279 00:33:07.090 00:33:16.500 Demilade Agboola: will tell the story of things like the SMS send, how many were rejected, how many were inbound, were received, like, just a flow of the drop-off.

280 00:33:16.780 00:33:26.790 Demilade Agboola: But ultimately, there aren’t really a lot of, like, things we wouldn’t use. Even, like, the push notifications, how many were sent, how many were opened.

281 00:33:26.940 00:33:35.469 Demilade Agboola: Amongst the emails, how many were sent, how many were marked as spam, as spam, how many were opened, how many got delivered, all that kind of stuff.

282 00:33:35.670 00:33:41.950 Demilade Agboola: Yeah. Yeah, so, like, there aren’t, like, a lot of unnecessary… even, like, the app information, like, how.

283 00:33:41.950 00:33:49.610 Robert Tseng: Yeah, everything we would use. Okay, I see. Yeah, I mean, this is not as, like, messy as I thought it was. Like, this is actually mostly what we need, so…

284 00:33:49.610 00:33:54.020 Demilade Agboola: Yeah, so… it’s just, like, more information about it.

285 00:33:54.710 00:34:04.369 Robert Tseng: Okay. Well, yeah, I mean, I… I don’t need to rush you on your modeling. I think it’s fine. I think I will… I think I will just tell them, like, we need everything.

286 00:34:04.920 00:34:05.660 Demilade Agboola: Yeah.

287 00:34:05.660 00:34:11.009 Robert Tseng: Yeah, because this is one of the rare cases where I think it’s pretty clear that we do need everything, and it’s not like…

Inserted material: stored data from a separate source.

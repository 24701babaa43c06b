//! Structured logging with request context.

use std::collections::HashMap;
use std::fmt;
use std::str::FromStr;
use std::sync::{Arc, Mutex, PoisonError};
use std::time::{Duration, Instant};

use edge_core::RequestId;
use serde::{Deserialize, Serialize};

/// Log level for structured logs.
#[derive(Debug, Clone, Copy, PartialEq, Eq, PartialOrd, Ord, Serialize, Deserialize)]
#[serde(rename_all = "lowercase")]
pub enum LogLevel {
    Trace,
    Debug,
    Info,
    Warn,
    Error,
}

impl fmt::Display for LogLevel {
    fn fmt(&self, f: &mut fmt::Formatter<'_>) -> fmt::Result {
        match self {
            Self::Trace => write!(f, "TRACE"),
            Self::Debug => write!(f, "DEBUG"),
            Self::Info => write!(f, "INFO"),
            Self::Warn => write!(f, "WARN"),
            Self::Error => write!(f, "ERROR"),
        }
    }
}

impl FromStr for LogLevel {
    type Err = String;

    fn from_str(s: &str) -> Result<Self, Self::Err> {
        match s.to_ascii_lowercase().as_str() {
            "trace" => Ok(Self::Trace),
            "debug" => Ok(Self::Debug),
            "info" => Ok(Self::Info),
            "warn" | "warning" => Ok(Self::Warn),
            "error" => Ok(Self::Error),
            other => Err(format!("unknown log level '{other}'")),
        }
    }
}

/// A structured log entry.
#[derive(Debug, Clone, Serialize)]
pub struct LogEntry {
    pub level: LogLevel,
    pub message: String,
    /// Request ID for correlation. Absent for process-level entries.
    #[serde(skip_serializing_if = "Option::is_none")]
    pub request_id: Option<String>,
    /// Matched route.
    #[serde(skip_serializing_if = "Option::is_none")]
    pub route: Option<String>,
    /// Additional structured fields.
    #[serde(flatten)]
    pub fields: HashMap<String, serde_json::Value>,
    /// Microseconds since the logger was created.
    pub elapsed_us: u64,
}

impl LogEntry {
    /// Format as JSON string.
    pub fn to_json(&self) -> String {
        serde_json::to_string(self).unwrap_or_else(|_| self.message.clone())
    }

    /// Format as human-readable string.
    pub fn to_human(&self) -> String {
        let mut s = format!("[{}]", self.level);
        if let Some(id) = &self.request_id {
            s.push_str(&format!(" {id}"));
        }
        if let Some(route) = &self.route {
            s.push_str(&format!(" {route}"));
        }
        s.push_str(&format!(" {} ({}us)", self.message, self.elapsed_us));

        if !self.fields.is_empty() {
            let mut fields: Vec<String> = self
                .fields
                .iter()
                .map(|(k, v)| format!("{}={}", k, v))
                .collect();
            fields.sort();
            s.push_str(" | ");
            s.push_str(&fields.join(" "));
        }

        s
    }

    pub fn field(&self, key: &str) -> Option<&serde_json::Value> {
        self.fields.get(key)
    }
}

/// Output format for logs.
#[derive(Debug, Clone, Copy, Default, PartialEq, Eq, Serialize, Deserialize)]
#[serde(rename_all = "lowercase")]
pub enum LogFormat {
    /// JSON format (for production/log aggregation).
    #[default]
    Json,
    /// Human-readable format (for development).
    Human,
}

/// Destination for formatted entries.
pub trait LogSink: Send + Sync {
    fn write(&self, entry: &LogEntry, rendered: &str);
}

/// Emits every entry as a `tracing` event at the matching level.
#[derive(Debug, Clone, Copy, Default)]
pub struct TracingSink;

impl LogSink for TracingSink {
    fn write(&self, entry: &LogEntry, rendered: &str) {
        match entry.level {
            LogLevel::Trace => tracing::trace!(target: "edge", "{rendered}"),
            LogLevel::Debug => tracing::debug!(target: "edge", "{rendered}"),
            LogLevel::Info => tracing::info!(target: "edge", "{rendered}"),
            LogLevel::Warn => tracing::warn!(target: "edge", "{rendered}"),
            LogLevel::Error => tracing::error!(target: "edge", "{rendered}"),
        }
    }
}

/// Keeps entries in memory, for local debugging and assertions.
#[derive(Debug, Default)]
pub struct MemorySink {
    entries: Mutex<Vec<LogEntry>>,
}

impl MemorySink {
    pub fn new() -> Arc<Self> {
        Arc::new(Self::default())
    }

    pub fn entries(&self) -> Vec<LogEntry> {
        self.entries
            .lock()
            .unwrap_or_else(PoisonError::into_inner)
            .clone()
    }

    /// Entries whose message contains `needle`.
    pub fn find(&self, needle: &str) -> Vec<LogEntry> {
        self.entries()
            .into_iter()
            .filter(|e| e.message.contains(needle))
            .collect()
    }
}

impl LogSink for MemorySink {
    fn write(&self, entry: &LogEntry, _rendered: &str) {
        self.entries
            .lock()
            .unwrap_or_else(PoisonError::into_inner)
            .push(entry.clone());
    }
}

/// Structured logger.
///
/// One process-level logger is built at startup and injected into the
/// server. [`StructuredLogger::for_request`] derives the per-request child
/// that carries the request id; the route is attached once known.
#[derive(Clone)]
pub struct StructuredLogger {
    request_id: Option<RequestId>,
    route: Option<String>,
    start_time: Instant,
    min_level: LogLevel,
    format: LogFormat,
    sink: Arc<dyn LogSink>,
}

impl Default for StructuredLogger {
    fn default() -> Self {
        Self::new()
    }
}

impl fmt::Debug for StructuredLogger {
    fn fmt(&self, f: &mut fmt::Formatter<'_>) -> fmt::Result {
        f.debug_struct("StructuredLogger")
            .field("request_id", &self.request_id)
            .field("route", &self.route)
            .field("min_level", &self.min_level)
            .field("format", &self.format)
            .finish_non_exhaustive()
    }
}

impl StructuredLogger {
    /// Process-level logger writing to `tracing` at info level and above.
    pub fn new() -> Self {
        Self {
            request_id: None,
            route: None,
            start_time: Instant::now(),
            min_level: LogLevel::Info,
            format: LogFormat::Json,
            sink: Arc::new(TracingSink),
        }
    }

    /// Set minimum log level.
    pub fn with_min_level(mut self, level: LogLevel) -> Self {
        self.min_level = level;
        self
    }

    /// Set output format.
    pub fn with_format(mut self, format: LogFormat) -> Self {
        self.format = format;
        self
    }

    pub fn with_sink(mut self, sink: Arc<dyn LogSink>) -> Self {
        self.sink = sink;
        self
    }

    /// Child logger for one request. Elapsed time restarts at zero.
    pub fn for_request(&self, request_id: &RequestId) -> Self {
        Self {
            request_id: Some(request_id.clone()),
            route: None,
            start_time: Instant::now(),
            ..self.clone()
        }
    }

    /// Set the route path.
    pub fn with_route(mut self, route: impl Into<String>) -> Self {
        self.route = Some(route.into());
        self
    }

    pub fn request_id(&self) -> Option<&RequestId> {
        self.request_id.as_ref()
    }

    pub fn min_level(&self) -> LogLevel {
        self.min_level
    }

    pub fn enabled(&self, level: LogLevel) -> bool {
        level >= self.min_level
    }

    pub fn trace(&self, message: &str) {
        self.log(LogLevel::Trace, message, HashMap::new());
    }

    pub fn debug(&self, message: &str) {
        self.log(LogLevel::Debug, message, HashMap::new());
    }

    pub fn info(&self, message: &str) {
        self.log(LogLevel::Info, message, HashMap::new());
    }

    pub fn warn(&self, message: &str) {
        self.log(LogLevel::Warn, message, HashMap::new());
    }

    pub fn error(&self, message: &str) {
        self.log(LogLevel::Error, message, HashMap::new());
    }

    /// Log at error level with fields.
    pub fn error_with(&self, message: &str, fields: &[(&str, &dyn fmt::Display)]) {
        let fields = fields
            .iter()
            .map(|(k, v)| (k.to_string(), serde_json::json!(v.to_string())))
            .collect();
        self.log(LogLevel::Error, message, fields);
    }

    fn log(&self, level: LogLevel, message: &str, fields: HashMap<String, serde_json::Value>) {
        if !self.enabled(level) {
            return;
        }

        let entry = LogEntry {
            level,
            message: message.to_string(),
            request_id: self.request_id.as_ref().map(ToString::to_string),
            route: self.route.clone(),
            fields,
            elapsed_us: self.elapsed_us(),
        };

        let rendered = match self.format {
            LogFormat::Json => entry.to_json(),
            LogFormat::Human => entry.to_human(),
        };
        self.sink.write(&entry, &rendered);
    }

    /// Get elapsed time since logger creation.
    pub fn elapsed_us(&self) -> u64 {
        self.start_time.elapsed().as_micros() as u64
    }
}

/// Builder for log entries with fluent API.
pub struct LogBuilder<'a> {
    logger: &'a StructuredLogger,
    level: LogLevel,
    message: String,
    fields: HashMap<String, serde_json::Value>,
}

impl<'a> LogBuilder<'a> {
    pub fn new(logger: &'a StructuredLogger, level: LogLevel, message: impl Into<String>) -> Self {
        Self {
            logger,
            level,
            message: message.into(),
            fields: HashMap::new(),
        }
    }

    /// Add a string field.
    pub fn field(mut self, key: &str, value: impl Into<String>) -> Self {
        self.fields
            .insert(key.to_string(), serde_json::json!(value.into()));
        self
    }

    /// Add an integer field.
    pub fn field_i64(mut self, key: &str, value: i64) -> Self {
        self.fields.insert(key.to_string(), serde_json::json!(value));
        self
    }

    pub fn field_bool(mut self, key: &str, value: bool) -> Self {
        self.fields.insert(key.to_string(), serde_json::json!(value));
        self
    }

    /// Add a duration field (in milliseconds).
    pub fn duration_ms(mut self, key: &str, duration: Duration) -> Self {
        self.fields
            .insert(key.to_string(), serde_json::json!(duration.as_millis() as u64));
        self
    }

    /// Emit the log entry.
    pub fn emit(self) {
        self.logger.log(self.level, &self.message, self.fields);
    }
}

impl StructuredLogger {
    pub fn info_builder(&self, message: impl Into<String>) -> LogBuilder<'_> {
        LogBuilder::new(self, LogLevel::Info, message)
    }

    pub fn warn_builder(&self, message: impl Into<String>) -> LogBuilder<'_> {
        LogBuilder::new(self, LogLevel::Warn, message)
    }

    pub fn error_builder(&self, message: impl Into<String>) -> LogBuilder<'_> {
        LogBuilder::new(self, LogLevel::Error, message)
    }

    pub fn debug_builder(&self, message: impl Into<String>) -> LogBuilder<'_> {
        LogBuilder::new(self, LogLevel::Debug, message)
    }
}

#[cfg(test)]
mod tests {
    use super::*;

    fn capture(level: LogLevel) -> (StructuredLogger, Arc<MemorySink>) {
        let sink = MemorySink::new();
        let logger = StructuredLogger::new()
            .with_min_level(level)
            .with_sink(sink.clone());
        (logger, sink)
    }

    #[test]
    fn test_min_level_filters() {
        let (logger, sink) = capture(LogLevel::Info);
        logger.debug("hidden");
        logger.info("shown");
        logger.error("also shown");
        let messages: Vec<String> = sink.entries().into_iter().map(|e| e.message).collect();
        assert_eq!(messages, vec!["shown", "also shown"]);
    }

    #[test]
    fn test_child_carries_request_context() {
        let (logger, sink) = capture(LogLevel::Debug);
        let id = RequestId::from_string("req-1");
        let child = logger.for_request(&id).with_route("/_next/static/:path*");
        child.debug("route matched");
        logger.info("process level");

        let entries = sink.entries();
        assert_eq!(entries[0].request_id.as_deref(), Some("req-1"));
        assert_eq!(entries[0].route.as_deref(), Some("/_next/static/:path*"));
        assert!(entries[1].request_id.is_none());
        assert_eq!(child.request_id(), Some(&id));
    }

    #[test]
    fn test_builder_fields() {
        let (logger, sink) = capture(LogLevel::Info);
        logger
            .info_builder("request complete")
            .field("method", "GET")
            .field_i64("status", 200)
            .field_bool("compressed", false)
            .duration_ms("duration_ms", Duration::from_millis(12))
            .emit();

        let entry = &sink.find("complete")[0];
        assert_eq!(entry.field("method"), Some(&serde_json::json!("GET")));
        assert_eq!(entry.field("status"), Some(&serde_json::json!(200)));
        assert_eq!(entry.field("duration_ms"), Some(&serde_json::json!(12)));
    }

    #[test]
    fn test_json_flattens_fields() {
        let mut fields = HashMap::new();
        fields.insert("status".to_string(), serde_json::json!(404));
        let entry = LogEntry {
            level: LogLevel::Warn,
            message: "not found".into(),
            request_id: Some("r".into()),
            route: None,
            fields,
            elapsed_us: 5,
        };
        let json: serde_json::Value = serde_json::from_str(&entry.to_json()).unwrap();
        assert_eq!(json["level"], "warn");
        assert_eq!(json["status"], 404);
        assert!(json.get("route").is_none());
    }

    #[test]
    fn test_human_format() {
        let entry = LogEntry {
            level: LogLevel::Error,
            message: "boom".into(),
            request_id: Some("r1".into()),
            route: Some("/api".into()),
            fields: HashMap::new(),
            elapsed_us: 7,
        };
        assert_eq!(entry.to_human(), "[ERROR] r1 /api boom (7us)");
    }

    #[test]
    fn test_error_with_display_fields() {
        let (logger, sink) = capture(LogLevel::Info);
        logger.error_with("render failed", &[("error", &"timeout")]);
        assert_eq!(
            sink.entries()[0].field("error"),
            Some(&serde_json::json!("timeout"))
        );
    }

    #[test]
    fn test_level_parsing() {
        assert_eq!("WARN".parse::<LogLevel>(), Ok(LogLevel::Warn));
        assert!("loud".parse::<LogLevel>().is_err());
    }
}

288 00:34:11.360 00:34:23.669 Robert Tseng: I don’t know, like, Zendesk, they have, like, thousands, hundreds of whatever fields that, like, you don’t really use most of them, you probably only use, like, 20. So, like, I guess I was wrong. This is not the same.

289 00:34:24.170 00:34:25.070 Demilade Agboola: Yeah.

290 00:34:25.070 00:34:25.620 Robert Tseng: Yeah.

291 00:34:25.820 00:34:26.620 Robert Tseng: Okay.

292 00:34:27.080 00:34:28.979 Robert Tseng: Cool. Alright. Thanks.

293 00:34:28.989 00:34:30.209 Amber Lin: Okay, thanks.

294 00:34:30.229 00:34:31.039 Demilade Agboola: Bye. Bye.